En même temps, vous n’êtes pas une adepte des sujets faciles! Dans le doc Sept hivers à Téhéran, vous êtes la voix d’une jeune Iranienne qui a été exécutée en 2014…
Oui, cela après avoir passé 7 ans en prison, car elle avait donné un coup de couteau à un agresseur qui essayait de la violer. Dans le film, je lis les lettres qu’elle a écrites depuis la prison. Je me suis sentie connectée à elle en tant que femme iranienne confrontée à tous les problèmes d’une société dominée par le patriarcat et la misogynie, et qui n’a pas d’arme pour se défendre. Je suis émue à chaque fois que je parle de cette histoire.

Présenté à Locarno, Shayda traite aussi de la violence faite aux femmes à travers le récit d’une jeune mère iranienne et de sa fille qui fuient un mari violent.

Oui, et cette violence ne concerne pas que les femmes iraniennes, il y en a partout.
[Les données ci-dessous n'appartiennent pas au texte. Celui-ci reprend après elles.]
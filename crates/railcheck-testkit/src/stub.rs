//! Stub HTTP server
//!
//! Serves canned responses keyed by method and path, and records every
//! request it sees so tests can assert on what the harness actually sent.

use axum::{
    Json, Router,
    body::Body,
    extract::State,
    http::{HeaderMap, HeaderName, HeaderValue, Method, StatusCode, Uri},
    response::{IntoResponse, Response},
};
use serde_json::Value;
use std::collections::HashMap;
use std::io;
use std::net::SocketAddr;
use std::sync::Arc;
use std::time::Duration;
use tokio::net::TcpListener;
use tokio::sync::RwLock;
use tokio::task::JoinHandle;
use tower_http::trace::TraceLayer;

#[derive(Debug, Clone)]
enum StubBody {
    Empty,
    Json(Value),
    Text(String),
}

/// A canned response
#[derive(Debug, Clone)]
pub struct StubResponse {
    status: u16,
    headers: Vec<(String, String)>,
    body: StubBody,
    delay: Option<Duration>,
}

impl StubResponse {
    /// Empty body with the given status
    pub fn status(status: u16) -> Self {
        Self {
            status,
            headers: Vec::new(),
            body: StubBody::Empty,
            delay: None,
        }
    }

    /// 200 with a JSON body
    pub fn json(value: Value) -> Self {
        Self {
            body: StubBody::Json(value),
            ..Self::status(200)
        }
    }

    /// 200 with a plain text body
    pub fn text(text: impl Into<String>) -> Self {
        Self {
            body: StubBody::Text(text.into()),
            ..Self::status(200)
        }
    }

    pub fn with_status(mut self, status: u16) -> Self {
        self.status = status;
        self
    }

    pub fn with_header(mut self, name: impl Into<String>, value: impl Into<String>) -> Self {
        self.headers.push((name.into(), value.into()));
        self
    }

    /// Hold the response back, e.g. to trip a client timeout
    pub fn with_delay(mut self, delay: Duration) -> Self {
        self.delay = Some(delay);
        self
    }

    fn into_http(self) -> Response {
        let mut response = match self.body {
            StubBody::Empty => Body::empty().into_response(),
            StubBody::Json(value) => Json(value).into_response(),
            StubBody::Text(text) => text.into_response(),
        };
        *response.status_mut() =
            StatusCode::from_u16(self.status).unwrap_or(StatusCode::INTERNAL_SERVER_ERROR);

        let headers = response.headers_mut();
        for (name, value) in self.headers {
            match (
                HeaderName::from_bytes(name.as_bytes()),
                HeaderValue::from_str(&value),
            ) {
                (Ok(name), Ok(value)) => {
                    headers.append(name, value);
                }
                _ => tracing::warn!(header = %name, "Skipping invalid stub header"),
            }
        }
        response
    }
}

/// Route table for a stub server
#[derive(Debug, Clone, Default)]
pub struct StubRoutes {
    routes: HashMap<(String, String), StubResponse>,
}

impl StubRoutes {
    pub fn new() -> Self {
        Self::default()
    }

    pub fn route(mut self, method: &str, path: &str, response: StubResponse) -> Self {
        self.routes
            .insert((method.to_ascii_uppercase(), path.to_string()), response);
        self
    }

    pub fn get(self, path: &str, response: StubResponse) -> Self {
        self.route("GET", path, response)
    }

    pub fn post(self, path: &str, response: StubResponse) -> Self {
        self.route("POST", path, response)
    }

    pub fn options(self, path: &str, response: StubResponse) -> Self {
        self.route("OPTIONS", path, response)
    }

    fn lookup(&self, method: &Method, path: &str) -> Option<StubResponse> {
        self.routes
            .get(&(method.as_str().to_string(), path.to_string()))
            .cloned()
    }
}

/// A request as the stub saw it
#[derive(Debug, Clone, PartialEq, Eq)]
pub struct RecordedRequest {
    pub method: String,
    pub path: String,
    /// Header names are lowercase
    pub headers: Vec<(String, String)>,
}

impl RecordedRequest {
    /// First value of a header, case-insensitive
    pub fn header(&self, name: &str) -> Option<&str> {
        let name = name.to_ascii_lowercase();
        self.headers
            .iter()
            .find(|(n, _)| *n == name)
            .map(|(_, v)| v.as_str())
    }
}

#[derive(Debug, Clone)]
struct StubState {
    routes: Arc<StubRoutes>,
    requests: Arc<RwLock<Vec<RecordedRequest>>>,
}

impl StubState {
    fn new(routes: StubRoutes) -> Self {
        Self {
            routes: Arc::new(routes),
            requests: Arc::new(RwLock::new(Vec::new())),
        }
    }
}

fn create_router(state: StubState) -> Router {
    Router::new()
        .fallback(stub_handler)
        .layer(TraceLayer::new_for_http())
        .with_state(state)
}

/// Unknown routes get a bare 404
async fn stub_handler(
    State(state): State<StubState>,
    method: Method,
    uri: Uri,
    headers: HeaderMap,
) -> Response {
    let recorded = RecordedRequest {
        method: method.as_str().to_string(),
        path: uri.path().to_string(),
        headers: headers
            .iter()
            .map(|(name, value)| {
                (
                    name.as_str().to_string(),
                    String::from_utf8_lossy(value.as_bytes()).into_owned(),
                )
            })
            .collect(),
    };
    state.requests.write().await.push(recorded);

    match state.routes.lookup(&method, uri.path()) {
        Some(stub) => {
            if let Some(delay) = stub.delay {
                tokio::time::sleep(delay).await;
            }
            stub.into_http()
        }
        None => StatusCode::NOT_FOUND.into_response(),
    }
}

/// A stub server bound to an ephemeral local port
///
/// The server task is aborted when this handle is dropped.
pub struct StubServer {
    addr: SocketAddr,
    state: StubState,
    handle: JoinHandle<()>,
}

impl StubServer {
    pub async fn start(routes: StubRoutes) -> io::Result<Self> {
        let listener = TcpListener::bind(("127.0.0.1", 0)).await?;
        let addr = listener.local_addr()?;
        let state = StubState::new(routes);
        let app = create_router(state.clone());

        tracing::debug!(%addr, "Starting stub server");
        let handle = tokio::spawn(async move {
            if let Err(e) = axum::serve(listener, app).await {
                tracing::warn!(error = %e, "Stub server stopped");
            }
        });

        Ok(Self {
            addr,
            state,
            handle,
        })
    }

    pub fn addr(&self) -> SocketAddr {
        self.addr
    }

    /// `http://127.0.0.1:<port>`
    pub fn base_url(&self) -> String {
        format!("http://{}", self.addr)
    }

    /// Every request received so far, in arrival order
    pub async fn requests(&self) -> Vec<RecordedRequest> {
        self.state.requests.read().await.clone()
    }
}

impl Drop for StubServer {
    fn drop(&mut self) {
        self.handle.abort();
    }
}

/// A local URL with nothing listening on it
///
/// Binds an ephemeral port and releases it straight away, so a connection
/// attempt is refused.
pub async fn unused_local_url() -> io::Result<String> {
    let listener = TcpListener::bind(("127.0.0.1", 0)).await?;
    let addr = listener.local_addr()?;
    drop(listener);
    Ok(format!("http://{addr}"))
}

#[cfg(test)]
mod tests {
    use super::*;
    use axum::http::Request;
    use serde_json::json;
    use tower::ServiceExt;

    async fn body_string(response: Response) -> String {
        let bytes = axum::body::to_bytes(response.into_body(), usize::MAX)
            .await
            .unwrap();
        String::from_utf8(bytes.to_vec()).unwrap()
    }

    #[tokio::test]
    async fn test_json_route() {
        let state = StubState::new(
            StubRoutes::new().get("/health", StubResponse::json(json!({"status": "ok"}))),
        );
        let app = create_router(state);

        let response = app
            .oneshot(
                Request::builder()
                    .uri("/health")
                    .body(Body::empty())
                    .unwrap(),
            )
            .await
            .unwrap();

        assert_eq!(response.status(), StatusCode::OK);
        assert_eq!(
            response.headers()["content-type"],
            HeaderValue::from_static("application/json")
        );
        assert_eq!(body_string(response).await, r#"{"status":"ok"}"#);
    }

    #[tokio::test]
    async fn test_unknown_route_is_404() {
        let app = create_router(StubState::new(StubRoutes::new()));

        let response = app
            .oneshot(Request::builder().uri("/nope").body(Body::empty()).unwrap())
            .await
            .unwrap();

        assert_eq!(response.status(), StatusCode::NOT_FOUND);
    }

    #[tokio::test]
    async fn test_method_is_part_of_the_key() {
        let routes = StubRoutes::new().options(
            "/api/auth/login",
            StubResponse::status(204).with_header("Access-Control-Allow-Origin", "*"),
        );
        let app = create_router(StubState::new(routes));

        let preflight = app
            .clone()
            .oneshot(
                Request::builder()
                    .method("OPTIONS")
                    .uri("/api/auth/login")
                    .body(Body::empty())
                    .unwrap(),
            )
            .await
            .unwrap();
        assert_eq!(preflight.status(), StatusCode::NO_CONTENT);
        assert_eq!(
            preflight.headers()["access-control-allow-origin"],
            HeaderValue::from_static("*")
        );

        let get = app
            .oneshot(
                Request::builder()
                    .uri("/api/auth/login")
                    .body(Body::empty())
                    .unwrap(),
            )
            .await
            .unwrap();
        assert_eq!(get.status(), StatusCode::NOT_FOUND);
    }

    #[tokio::test]
    async fn test_requests_are_recorded() {
        let state = StubState::new(StubRoutes::new());
        let app = create_router(state.clone());

        app.oneshot(
            Request::builder()
                .uri("/api/test-cors")
                .header("Origin", "https://frontend.test")
                .body(Body::empty())
                .unwrap(),
        )
        .await
        .unwrap();

        let requests = state.requests.read().await.clone();
        assert_eq!(requests.len(), 1);
        assert_eq!(requests[0].method, "GET");
        assert_eq!(requests[0].path, "/api/test-cors");
        assert_eq!(requests[0].header("ORIGIN"), Some("https://frontend.test"));
    }

    #[tokio::test]
    async fn test_text_with_status() {
        let app = create_router(StubState::new(
            StubRoutes::new().get("/", StubResponse::text("Bad Gateway").with_status(502)),
        ));

        let response = app
            .oneshot(Request::builder().uri("/").body(Body::empty()).unwrap())
            .await
            .unwrap();

        assert_eq!(response.status(), StatusCode::BAD_GATEWAY);
        assert_eq!(body_string(response).await, "Bad Gateway");
    }
}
Je suis allée chercher profondément en moi, dans mon vécu, dans mes rencontres avec les femmes et dans toute la violence que j’ai vue autour de moi. C’était un tournage intense, j’ai perdu quatre kilos et j’ai pleuré tous les jours.

En 2022, vous recevez le Prix d’interprétation à Cannes et figurez sur la liste des 100 femmes les plus influentes du monde établie par la BBC. Cette visibilité est-elle importante pour ce que vous avez à dire?
Tout ça est tombé au cœur d’une révolution pour les droits des femmes et la liberté. Parfois c’est fatigant, je ne fais pas du cinéma pour parler de politique tous les jours, mais en même temps je me dis qu’il faut profiter de ce moment où ma voix compte. Les célébrités ont une chance plus grande que les autres d’être vues et entendues, alors j’essaie d’être efficace.

Résistance: Elles ne se tairont pas

Si la révolte entamée à la mort de Mahsa Amini gronde un peu moins fort aujourd’hui, le combat contre le régime des mollahs ne s’atténue pas pour autant et se manifeste sous diverses formes d’expression. Ainsi, l’ouvrage de Nila Dans les rues de Téhéran raconte la révolte iranienne de l’intérieur, tandis que Chowra Makaremi documente un an d’embrasement vu de l’étranger dans Femme! Vie! Liberté! dans lequel apparaît l’actrice Golshifteh Farahani. En octobre 2022, cette dernière monte rejoindre Coldplay sur scène pour interpréter Baraye, hymne contestataire du mouvement. Pour le roman graphique qui emprunte le même iconique slogan, l’autrice Marjane Satrapi (Persépolis) a réuni experts et artistes pour décrypter ce soulèvement populaire sans précédent. Quant à Narges Mohammadi, militante des droits humains, elle continue ses dénonciations depuis la cellule où elle est emprisonnée depuis 2021. Son combat lui a valu d’être récompensée du Prix Nobel de la paix, un hommage que ses enfants sont venus chercher en son nom. Les Iraniennes n’ont pas prévu de se taire.